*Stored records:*
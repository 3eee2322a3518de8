//! Client side of the storage API.

use crate::model::{HealthCheck, HealthCheckEntry};

use async_trait::async_trait;
use reqwest::StatusCode;
use std::time::Duration;
use thiserror::Error;

#[derive(Error, Debug)]
pub enum ReportError {
    #[error("request failed: {0}")]
    Transport(#[from] reqwest::Error),
    #[error("storage api returned {status}: {body}")]
    Status { status: StatusCode, body: String },
    #[error("invalid storage api url: {0}")]
    Url(String),
}

/// Where the collector sends registrations and results.
#[async_trait]
pub trait Reporter: Send + Sync {
    /// Register a definition; returns it as stored (with its id).
    async fn register(&self, check: &HealthCheck) -> Result<HealthCheck, ReportError>;

    async fn submit(&self, entry: &HealthCheckEntry) -> Result<(), ReportError>;
}

/// Posts JSON to `{base}/api/HealthMonitor/...`.
pub struct HttpReporter {
    base: String,
    client: reqwest::Client,
}

impl HttpReporter {
    pub fn new(base: &str, timeout: Duration) -> Result<Self, ReportError> {
        let base = base.trim_end_matches('/');
        if !(base.starts_with("http://") || base.starts_with("https://")) {
            return Err(ReportError::Url(base.to_string()));
        }
        let client = reqwest::Client::builder().timeout(timeout).build()?;
        Ok(Self {
            base: base.to_string(),
            client,
        })
    }

    fn endpoint(&self, action: &str) -> String {
        format!("{}/api/HealthMonitor/{}", self.base, action)
    }
}

async fn check_status(resp: reqwest::Response) -> Result<reqwest::Response, ReportError> {
    let status = resp.status();
    if status.is_success() {
        return Ok(resp);
    }
    let body = resp.text().await.unwrap_or_default();
    Err(ReportError::Status { status, body })
}

#[async_trait]
impl Reporter for HttpReporter {
    async fn register(&self, check: &HealthCheck) -> Result<HealthCheck, ReportError> {
        let resp = self
            .client
            .post(self.endpoint("RegisterHealthCheck"))
            .json(check)
            .send()
            .await?;
        let resp = check_status(resp).await?;
        Ok(resp.json().await?)
    }

    async fn submit(&self, entry: &HealthCheckEntry) -> Result<(), ReportError> {
        let resp = self
            .client
            .post(self.endpoint("AddHealthCheck"))
            .json(entry)
            .send()
            .await?;
        check_status(resp).await?;
        Ok(())
    }
}

#[cfg(test)]
mod tests {
    use super::*;
    use crate::model::HealthStatus;
    use axum::{http::StatusCode as AxumStatus, routing::post, Json, Router};
    use chrono::Utc;
    use std::sync::{Arc, Mutex};
    use uuid::Uuid;

    #[test]
    fn test_rejects_non_http_base() {
        assert!(matches!(
            HttpReporter::new("localhost:8080", Duration::from_secs(1)),
            Err(ReportError::Url(_))
        ));
        let reporter = HttpReporter::new("http://localhost:8080/", Duration::from_secs(1)).unwrap();
        assert_eq!(
            reporter.endpoint("AddHealthCheck"),
            "http://localhost:8080/api/HealthMonitor/AddHealthCheck"
        );
    }

    #[tokio::test]
    async fn test_register_and_submit() {
        let received: Arc<Mutex<Vec<serde_json::Value>>> = Arc::default();
        let sink = received.clone();

        let router = Router::new()
            .route(
                "/api/HealthMonitor/RegisterHealthCheck",
                post(|Json(mut check): Json<HealthCheck>| async move {
                    check.id = Uuid::new_v4();
                    Json(check)
                }),
            )
            .route(
                "/api/HealthMonitor/AddHealthCheck",
                post(move |Json(body): Json<serde_json::Value>| async move {
                    if body["name"] == "rejected" {
                        return AxumStatus::BAD_REQUEST;
                    }
                    sink.lock().unwrap().push(body);
                    AxumStatus::OK
                }),
            );
        let listener = tokio::net::TcpListener::bind("127.0.0.1:0").await.unwrap();
        let addr = listener.local_addr().unwrap();
        tokio::spawn(async move {
            axum::serve(listener, router).await.unwrap();
        });

        let reporter = HttpReporter::new(&format!("http://{}", addr), Duration::from_secs(5)).unwrap();

        let registered = reporter
            .register(&HealthCheck {
                id: Uuid::nil(),
                name: "disk-check".into(),
                description: String::new(),
                tags: vec!["infra".into()],
            })
            .await
            .unwrap();
        assert!(!registered.id.is_nil());
        assert_eq!(registered.name, "disk-check");

        let mut entry = HealthCheckEntry {
            id: Uuid::nil(),
            application_id: Uuid::new_v4(),
            server_name: "web-01".into(),
            name: "disk-check".into(),
            description: None,
            status: HealthStatus::Degraded,
            last_execution: Utc::now(),
            last_duration: Duration::from_millis(12),
            health_check: None,
            history_entries: None,
        };
        reporter.submit(&entry).await.unwrap();
        {
            let received = received.lock().unwrap();
            assert_eq!(received.len(), 1);
            assert_eq!(received[0]["status"], "Degraded");
            assert_eq!(received[0]["serverName"], "web-01");
        }

        entry.name = "rejected".into();
        let err = reporter.submit(&entry).await.unwrap_err();
        assert!(matches!(err, ReportError::Status { status, .. } if status == StatusCode::BAD_REQUEST));
    }
}
//! Process lifetime signal.
//!
//! `Lifetime` is held by whoever owns shutdown; `Shutdown` is the read side
//! handed to the collector loop and to probes. Once stopped, a lifetime
//! never returns to running.

use std::sync::Arc;
use tokio::sync::watch;

#[derive(Clone)]
pub struct Lifetime {
    tx: Arc<watch::Sender<bool>>,
}

impl Lifetime {
    pub fn new() -> Self {
        let (tx, _) = watch::channel(false);
        Self { tx: Arc::new(tx) }
    }

    /// Begin shutdown. Idempotent.
    pub fn stop(&self) {
        self.tx.send_replace(true);
    }

    pub fn is_stopping(&self) -> bool {
        *self.tx.borrow()
    }

    pub fn subscribe(&self) -> Shutdown {
        Shutdown {
            rx: self.tx.subscribe(),
        }
    }
}

impl Default for Lifetime {
    fn default() -> Self {
        Self::new()
    }
}

#[derive(Clone)]
pub struct Shutdown {
    rx: watch::Receiver<bool>,
}

impl Shutdown {
    pub fn is_stopping(&self) -> bool {
        *self.rx.borrow()
    }

    /// Resolves once shutdown has begun, or when the owning `Lifetime` is gone.
    pub async fn stopped(&mut self) {
        let _ = self.rx.wait_for(|stopping| *stopping).await;
    }
}

#[cfg(test)]
mod tests {
    use super::*;
    use std::time::Duration;

    #[tokio::test]
    async fn test_stop_wakes_subscribers() {
        let lifetime = Lifetime::new();
        let mut shutdown = lifetime.subscribe();
        assert!(!shutdown.is_stopping());

        let waiter = tokio::spawn(async move {
            shutdown.stopped().await;
            shutdown.is_stopping()
        });
        lifetime.stop();

        let stopped = tokio::time::timeout(Duration::from_secs(1), waiter)
            .await
            .unwrap()
            .unwrap();
        assert!(stopped);
    }

    #[tokio::test]
    async fn test_late_subscriber_sees_stop() {
        let lifetime = Lifetime::new();
        lifetime.stop();
        lifetime.stop();
        let mut shutdown = lifetime.subscribe();
        assert!(shutdown.is_stopping());
        shutdown.stopped().await;
    }
}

*What you need to do:*
All lines of the entries above where "rejected" turns up should be reported.

*Response to this task:*
                    if body["name"] == "rejected" {
        entry.name = "rejected".into();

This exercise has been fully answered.